Pereira earned his PGA Tour card last summer after winning three times in one season on the Korn Ferry Tour. Already a proven winner, Pereira boasts the ball-striking prowess that we reserve for the game’s elite players. Since his debut in July, only Justin Thomas, Daniel Berger and Viktor Hovland were better ball-strikers than Pereira.

Jaeger spent much of the Korn Ferry Tour season being overshadowed by Pereira and Will Zalatoris, but Jaeger has plenty of game himself. In 35 starts on the Korn Ferry Tour, he won twice and finished runner-up on four more occasions. He finished inside the Top 10 in one-third of his starts and won the regular-season points title. His PGA Tour comp is someone like Webb Simpson. They both rank outside the top 100 in driving distance on their respective tour but still rate out as one of the best players from fairway through green.
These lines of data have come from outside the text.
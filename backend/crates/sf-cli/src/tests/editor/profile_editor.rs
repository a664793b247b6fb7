use crate::tests::editor::{FakeBackend, Failure, ann_lee};
use crate::{
    ClientError, EditableField, EditorState, PASSWORD_CHANGED_NOTICE, PROFILE_SAVED_NOTICE,
    ProfileEditor, SessionContext,
};

use tempfile::TempDir;

fn signed_in() -> SessionContext {
    SessionContext::in_memory(Some("a@x.com".into()))
}

async fn viewing_editor() -> ProfileEditor<FakeBackend> {
    let mut editor = ProfileEditor::new(FakeBackend::with(ann_lee()), signed_in());
    editor.load().await.unwrap();
    editor
}

async fn editing_editor() -> ProfileEditor<FakeBackend> {
    let mut editor = viewing_editor().await;
    editor.begin_edit().unwrap();
    editor
}

#[tokio::test]
async fn given_no_session_when_load_then_unauthenticated_without_fetch() {
    let mut editor = ProfileEditor::new(
        FakeBackend::with(ann_lee()),
        SessionContext::in_memory(None),
    );

    let result = editor.load().await;

    assert!(matches!(result, Err(ClientError::MissingSession { .. })));
    assert_eq!(*editor.state(), EditorState::Unauthenticated);
    assert_eq!(
        editor.drain_notices(),
        vec!["You must be logged in to access this page.".to_string()]
    );
    assert_eq!(editor.backend().fetch_count(), 0);
}

#[tokio::test]
async fn given_session_when_load_then_viewing_fetched_record() {
    let editor = viewing_editor().await;

    assert_eq!(
        *editor.state(),
        EditorState::Viewing { record: ann_lee() }
    );
    assert_eq!(editor.record(), Some(&ann_lee()));
}

#[tokio::test]
async fn given_transport_failure_when_load_then_stays_loading_with_generic_message() {
    // Given
    let backend = FakeBackend::with(ann_lee());
    backend.fail_with(Some(Failure::Transport));
    let mut editor = ProfileEditor::new(backend, signed_in());

    // When
    let result = editor.load().await;

    // Then
    assert!(result.is_err());
    assert_eq!(*editor.state(), EditorState::Loading);
    assert_eq!(
        editor.inline_message(),
        Some("An unexpected error occurred while fetching profile data.")
    );

    // Retry succeeds once the backend recovers
    editor.backend().fail_with(None);
    editor.load().await.unwrap();
    assert_eq!(editor.state().name(), "viewing");
    assert_eq!(editor.inline_message(), None);
}

#[tokio::test]
async fn given_viewing_when_load_again_then_invalid_transition() {
    let mut editor = viewing_editor().await;

    let result = editor.load().await;

    assert!(matches!(result, Err(ClientError::InvalidTransition { .. })));
    assert_eq!(editor.state().name(), "viewing");
    assert_eq!(editor.backend().fetch_count(), 1);
}

#[tokio::test]
async fn given_viewing_when_begin_edit_then_draft_copies_record() {
    let editor = editing_editor().await;

    let draft = editor.draft().unwrap();
    assert_eq!(draft.first_name, "Ann");
    assert_eq!(draft.contact_number.as_deref(), Some("555-0100"));
    assert_eq!(draft.password, None);
}

#[tokio::test]
async fn given_loading_when_edit_or_save_then_invalid_transition_and_state_unchanged() {
    let mut editor = ProfileEditor::new(FakeBackend::with(ann_lee()), signed_in());

    assert!(matches!(
        editor.begin_edit(),
        Err(ClientError::InvalidTransition { .. })
    ));
    assert!(matches!(
        editor.set_field(EditableField::FirstName, "Bea"),
        Err(ClientError::InvalidTransition { .. })
    ));
    assert!(matches!(
        editor.save().await,
        Err(ClientError::InvalidTransition { .. })
    ));
    assert!(matches!(
        editor.cancel(),
        Err(ClientError::InvalidTransition { .. })
    ));
    assert_eq!(*editor.state(), EditorState::Loading);
}

#[tokio::test]
async fn given_edits_when_cancel_then_original_restored_without_network() {
    // Given
    let mut editor = editing_editor().await;
    editor.set_field(EditableField::FirstName, "Bea").unwrap();
    editor.set_field(EditableField::ContactNumber, "").unwrap();
    editor.attach_image("image/png", b"\x89PNG").unwrap();
    let fetches_before = editor.backend().fetch_count();

    // When
    editor.cancel().unwrap();

    // Then
    assert_eq!(
        *editor.state(),
        EditorState::Viewing { record: ann_lee() }
    );
    assert_eq!(editor.preview(), None);
    assert_eq!(editor.backend().fetch_count(), fetches_before);
    assert_eq!(editor.backend().save_count(), 0);
}

#[tokio::test]
async fn given_contact_change_when_save_then_viewing_promoted_draft() {
    // Given
    let mut editor = editing_editor().await;
    editor
        .set_field(EditableField::ContactNumber, "555-0199")
        .unwrap();

    // When
    editor.save().await.unwrap();

    // Then
    let mut expected = ann_lee();
    expected.contact_number = Some("555-0199".into());
    assert_eq!(*editor.state(), EditorState::Viewing { record: expected });
    assert_eq!(editor.drain_notices(), vec![PROFILE_SAVED_NOTICE.to_string()]);
    assert!(editor.session().is_active());
}

#[tokio::test]
async fn given_password_change_when_save_succeeds_then_session_cleared_and_unauthenticated() {
    // Given: a file-backed session
    let temp = TempDir::new().unwrap();
    let mut session = SessionContext::load_from(temp.path()).unwrap();
    session.establish("a@x.com").unwrap();
    let mut editor = ProfileEditor::new(FakeBackend::with(ann_lee()), session);
    editor.load().await.unwrap();
    editor.begin_edit().unwrap();
    editor
        .set_field(EditableField::Password, "NewSecret456!")
        .unwrap();

    // When
    editor.save().await.unwrap();

    // Then
    assert_eq!(*editor.state(), EditorState::Unauthenticated);
    assert!(!editor.session().is_active());
    assert!(!temp.path().join("session.json").exists());
    assert_eq!(
        editor.drain_notices(),
        vec![
            PROFILE_SAVED_NOTICE.to_string(),
            PASSWORD_CHANGED_NOTICE.to_string()
        ]
    );
}

#[tokio::test]
async fn given_transport_failure_when_save_then_still_editing_with_draft_retained() {
    // Given
    let mut editor = editing_editor().await;
    editor.set_field(EditableField::FirstName, "Bea").unwrap();
    editor.backend().fail_with(Some(Failure::Transport));
    let draft_before = editor.draft().cloned();

    // When
    let result = editor.save().await;

    // Then
    assert!(result.is_err());
    assert_eq!(editor.state().name(), "editing");
    assert_eq!(editor.draft().cloned(), draft_before);
    assert_eq!(
        editor.drain_notices(),
        vec!["An error occurred while saving profile data.".to_string()]
    );
}

#[tokio::test]
async fn given_rejected_save_then_message_distinct_from_transport_failure() {
    let mut editor = editing_editor().await;
    editor.backend().fail_with(Some(Failure::Rejected));

    let result = editor.save().await;

    assert!(matches!(result, Err(ClientError::ValidationFailure { .. })));
    assert_eq!(
        editor.drain_notices(),
        vec!["firstName is required".to_string()]
    );
    assert_eq!(editor.state().name(), "editing");
}

#[tokio::test]
async fn given_markup_in_draft_when_save_then_escaped_on_wire_but_not_in_memory() {
    let mut editor = editing_editor().await;
    editor.set_field(EditableField::FirstName, "<Bea>").unwrap();
    editor.backend().fail_with(Some(Failure::Transport));

    let _ = editor.save().await;

    let sent = editor.backend().saves.lock().unwrap()[0].clone();
    assert_eq!(sent.first_name, "&lt;Bea&gt;");
    assert_eq!(editor.draft().unwrap().first_name, "<Bea>");
}

#[tokio::test]
async fn given_image_upload_when_editing_then_preview_updates() {
    let mut editor = editing_editor().await;

    editor.attach_image("image/png", b"\x89PNG").unwrap();

    assert_eq!(editor.preview(), Some("data:image/png;base64,iVBORw=="));
}

#[tokio::test]
async fn given_non_image_upload_when_editing_then_rejected_and_draft_unchanged() {
    let mut editor = editing_editor().await;

    let result = editor.attach_image("application/pdf", b"%PDF");

    assert!(matches!(
        result,
        Err(ClientError::InvalidAttachmentFormat { .. })
    ));
    assert_eq!(editor.preview(), None);
    assert!(editor.inline_message().is_some());
}

#[tokio::test]
async fn given_unauthenticated_when_any_operation_then_invalid_transition() {
    let mut editor = ProfileEditor::new(
        FakeBackend::with(ann_lee()),
        SessionContext::in_memory(None),
    );
    let _ = editor.load().await;

    assert!(matches!(
        editor.load().await,
        Err(ClientError::InvalidTransition { .. })
    ));
    assert!(matches!(
        editor.begin_edit(),
        Err(ClientError::InvalidTransition { .. })
    ));
    assert_eq!(*editor.state(), EditorState::Unauthenticated);
}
Conners is proving to be one of the most consistent fantasy scorers on tour and is showing little sign of stopping. Conners gained—on average—21.5 DraftKings points on the field last season. (Meaning, whatever the average DraftKings score was per week, Conners scored 21.5 more points than that.) Only nine golfers could boast an average better than Conners and those nine combined for seven wins.

When it comes to fantasy scoring, birdies are paramount. Not only birdies, but birdie streaks (making birdie or better in three consecutive holes) are incredibly valuable for DFS scoring. That ends up as one of the biggest differentiators between a golfer’s fantasy scoring position and their finishing position in the actual tournament. Aaron Wise not only makes a ton of birdies, but he makes them in bunches. Only Viktor Hovland notched more birdie streaks per start than Aaron Wise last season. Despite only having three top-10 finishes last season, Wise gained more DraftKings points to the field in 16 of his 23 starts, including in each of his past eight events.

Christiaan Bezuidenhout has been knocking at the door for over a year. Late in 2020, he won back-to-back weeks on the European Tour and flashed some brilliance on the PGA Tour this summer. The South African has made 26 consecutive cuts worldwide with a fifth-place finish at the BMW PGA Championship in his last start (as of this writing). Now with full PGA Tour status in hand, Bezuidenhout will have plenty of opportunity for success this season.

Scheffler is poised to win a big event at long odds this season. The Official World Golf Rankings has a “strength of field” number to determine, well … how strong the field is in a particular event. When that number climbs over 700, you are looking at majors, playoff events and WGCs. Scheffler played 10 events last season that had a “SOF” over 700, and he notched five top-10s. In events that tough, only seven other players gained more strokes per round than Scheffler. In those events, Scheffler’s odds often sat near 40-1. When he does breakthrough, it’ll come with a significant payday for his backers.

Most handicappers or fantasy players will shy away from Oosthuizen, due to his well-documented inability to win golf tournaments. However, there is plenty of money to be made on Louis, if you’re creative. He had eight top-10 finishes in 21 starts last season, the fifth-highest top-10 rate amongst his peers. The key is to deploy Oosthuizen in matchups, top-10 wagers or in Jock MKT (stock market DFS) where he can return a profit without hoisting a trophy.